Corpus callosum abnormalities were present in two cases and consisted of either absence or marked hypoplasia of this structure. These findings are similar to those described in two cases from Brazil [5] and are most likely of disruptive origin, resulting from massive neuronal loss and cerebral damage from Zika virus.

Our study shows that both brainstem and cerebellum might also be affected by Zika virus. Two fetuses showed cerebellar hypoplasia and in one case the brainstem was thinned without visibility of the bulge of the pons. These findings are similar to the description of two fetuses in Brazil [5]. Cytomegalovirus might also affect the cerebellum, causing hypoplasia and hemorrhage [14]. Similarly, cerebellar hypoplasia is reported in congenital lymphocytic choriomeningitis virus infection [17], while parvovirus B19 infection might be responsible for cerebellar hemorrhage [22]. Brainstem hypoplasia might result from profound cerebellar damage. Another cause might be that the brainstem constitutes a specific target of Zika virus.

In two of our three cases, maternal infection occurred during the first trimester.
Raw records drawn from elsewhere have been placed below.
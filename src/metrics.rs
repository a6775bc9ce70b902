use lazy_static::lazy_static;
use prometheus::{
    register_int_counter_vec, register_int_gauge, Encoder, IntCounterVec, IntGauge, TextEncoder,
};

lazy_static! {
    pub static ref ACTIVE_STREAMS: IntGauge = register_int_gauge!(
        "tvgate_active_streams",
        "Number of occupied stream slots"
    )
    .unwrap();
    pub static ref STREAM_STARTS: IntCounterVec = register_int_counter_vec!(
        "tvgate_stream_starts_total",
        "Stream sessions started, by kind",
        &["kind"]
    )
    .unwrap();
}

pub fn set_active_streams(count: i64) {
    ACTIVE_STREAMS.set(count);
}

pub fn record_stream_start(kind: &str) {
    STREAM_STARTS.with_label_values(&[kind]).inc();
}

pub fn gather_metrics() -> String {
    let mut buffer = Vec::new();
    let encoder = TextEncoder::new();
    let metric_families = prometheus::gather();
    encoder.encode(&metric_families, &mut buffer).unwrap();
    String::from_utf8(buffer).unwrap()
}
use std::sync::Arc;

use async_trait::async_trait;
use axum::{
    body::Body,
    http::{Request, StatusCode},
    Router,
};
use tower::util::ServiceExt;
use tvgate::registry::StreamRegistry;
use tvgate::session::ChannelId;
use tvgate::settings::{RtmpProfile, StreamProfile, StreamingSettings};
use tvgate::tuner::{SourceReader, TunerClient};

struct EmptyTuner;

#[async_trait]
impl TunerClient for EmptyTuner {
    async fn service_stream(
        &self,
        _channel_id: ChannelId,
        _priority: i32,
    ) -> anyhow::Result<SourceReader> {
        Ok(Box::new(tokio::io::empty()))
    }
}

fn test_settings(max_streams: usize, dir: &std::path::Path) -> StreamingSettings {
    let profile = || vec![StreamProfile { cmd: "cat".into() }];
    StreamingSettings {
        max_streams,
        ffmpeg_path: "cat".into(),
        stream_dir: dir.to_path_buf(),
        tuner_url: String::new(),
        recorded_dir: dir.to_path_buf(),
        priority: 0,
        live_hls: profile(),
        live_mpegts: profile(),
        live_webm: profile(),
        live_mp4: profile(),
        live_rtmp: vec![RtmpProfile {
            cmd: "cat".into(),
            url: "rtmp://127.0.0.1/live/%STREAM_KEY%".into(),
        }],
        recorded_hls: profile(),
        recorded_mpegts: profile(),
        recorded_webm: profile(),
        recorded_mp4: profile(),
    }
}

fn test_app(max_streams: usize, dir: &std::path::Path) -> Router {
    let registry = StreamRegistry::new(
        Arc::new(test_settings(max_streams, dir)),
        Arc::new(EmptyTuner),
    );
    tvgate::create_app(registry)
}

async fn body_json(response: axum::response::Response) -> serde_json::Value {
    let body = http_body_util::BodyExt::collect(response.into_body())
        .await
        .unwrap()
        .to_bytes();
    serde_json::from_slice(&body).unwrap()
}

#[tokio::test]
async fn streams_list_reports_every_slot() {
    let dir = tempfile::tempdir().unwrap();
    let app = test_app(3, dir.path());

    let response = app
        .oneshot(
            Request::builder()
                .uri("/api/streams")
                .body(Body::empty())
                .unwrap(),
        )
        .await
        .unwrap();

    assert_eq!(response.status(), StatusCode::OK);
    let json = body_json(response).await;
    let slots = json.as_array().unwrap();
    assert_eq!(slots.len(), 3);
    for (i, slot) in slots.iter().enumerate() {
        assert_eq!(slot["slotNumber"], i);
        assert_eq!(slot["isEnabled"], false);
        assert_eq!(slot["viewerCount"], 0);
    }
}

#[tokio::test]
async fn start_then_list_then_stop() {
    let dir = tempfile::tempdir().unwrap();
    let app = test_app(2, dir.path());

    let response = app
        .clone()
        .oneshot(
            Request::builder()
                .method("POST")
                .uri("/api/streams/live/10/mpegts?mode=0")
                .body(Body::empty())
                .unwrap(),
        )
        .await
        .unwrap();
    assert_eq!(response.status(), StatusCode::OK);
    let json = body_json(response).await;
    assert_eq!(json["slot"], 0);

    let response = app
        .clone()
        .oneshot(
            Request::builder()
                .uri("/api/streams")
                .body(Body::empty())
                .unwrap(),
        )
        .await
        .unwrap();
    let json = body_json(response).await;
    assert_eq!(json[0]["type"], "liveMpegTs");
    assert_eq!(json[0]["channelId"], 10);
    assert_eq!(json[0]["isEnabled"], true);

    let response = app
        .oneshot(
            Request::builder()
                .method("DELETE")
                .uri("/api/streams/0")
                .body(Body::empty())
                .unwrap(),
        )
        .await
        .unwrap();
    assert_eq!(response.status(), StatusCode::NO_CONTENT);
}

#[tokio::test]
async fn exhausted_slots_reply_service_unavailable() {
    let dir = tempfile::tempdir().unwrap();
    let app = test_app(0, dir.path());

    let response = app
        .oneshot(
            Request::builder()
                .method("POST")
                .uri("/api/streams/live/10/mpegts")
                .body(Body::empty())
                .unwrap(),
        )
        .await
        .unwrap();
    assert_eq!(response.status(), StatusCode::SERVICE_UNAVAILABLE);
    assert_eq!(
        response.headers().get("Cache-Control").unwrap(),
        "no-store"
    );
}

#[tokio::test]
async fn unknown_profile_mode_is_a_bad_request() {
    let dir = tempfile::tempdir().unwrap();
    let app = test_app(2, dir.path());

    let response = app
        .oneshot(
            Request::builder()
                .method("POST")
                .uri("/api/streams/live/10/mpegts?mode=9")
                .body(Body::empty())
                .unwrap(),
        )
        .await
        .unwrap();
    assert_eq!(response.status(), StatusCode::BAD_REQUEST);
}

#[tokio::test]
async fn unknown_format_is_not_found() {
    let dir = tempfile::tempdir().unwrap();
    let app = test_app(2, dir.path());

    let response = app
        .oneshot(
            Request::builder()
                .method("POST")
                .uri("/api/streams/live/10/ogg")
                .body(Body::empty())
                .unwrap(),
        )
        .await
        .unwrap();
    assert_eq!(response.status(), StatusCode::NOT_FOUND);
}

#[tokio::test]
async fn rtmp_start_hands_back_a_stream_key() {
    let dir = tempfile::tempdir().unwrap();
    let app = test_app(2, dir.path());

    let response = app
        .oneshot(
            Request::builder()
                .method("POST")
                .uri("/api/streams/live/5/rtmp")
                .body(Body::empty())
                .unwrap(),
        )
        .await
        .unwrap();
    assert_eq!(response.status(), StatusCode::OK);
    let json = body_json(response).await;
    let key = json["streamKey"].as_str().unwrap();
    assert!(!key.is_empty() && key.len() <= 8);
    assert!(key.chars().all(|c| c.is_ascii_hexdigit()));
}

#[tokio::test]
async fn metrics_endpoint_serves_prometheus_text() {
    let dir = tempfile::tempdir().unwrap();
    let app = test_app(1, dir.path());

    let response = app
        .oneshot(
            Request::builder()
                .uri("/metrics")
                .body(Body::empty())
                .unwrap(),
        )
        .await
        .unwrap();
    assert_eq!(response.status(), StatusCode::OK);
}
In a recent article [23], two cases of microcephaly and two additional cases of brain calcifications were observed following a second-trimester Zika virus maternal infection. It is likely that in the future, as it is observed for cytomegalovirus, less severe cerebral lesions might be described when maternal infection occurs late during pregnancy.

Conclusion

This small series analyzes cerebral lesions observed in congenital Zika virus infection using fetal MRI. As in the few other reported cases in the literature, severe cerebral damage was observed in our series. The findings we observed are in accordance with very recent experiments showing that neural precursor cells constitute a direct target for Zika virus. Most probably, as has been observed in cases of cytomegalovirus, less severe cerebral lesions might result from maternal infection occurring later during pregnancy.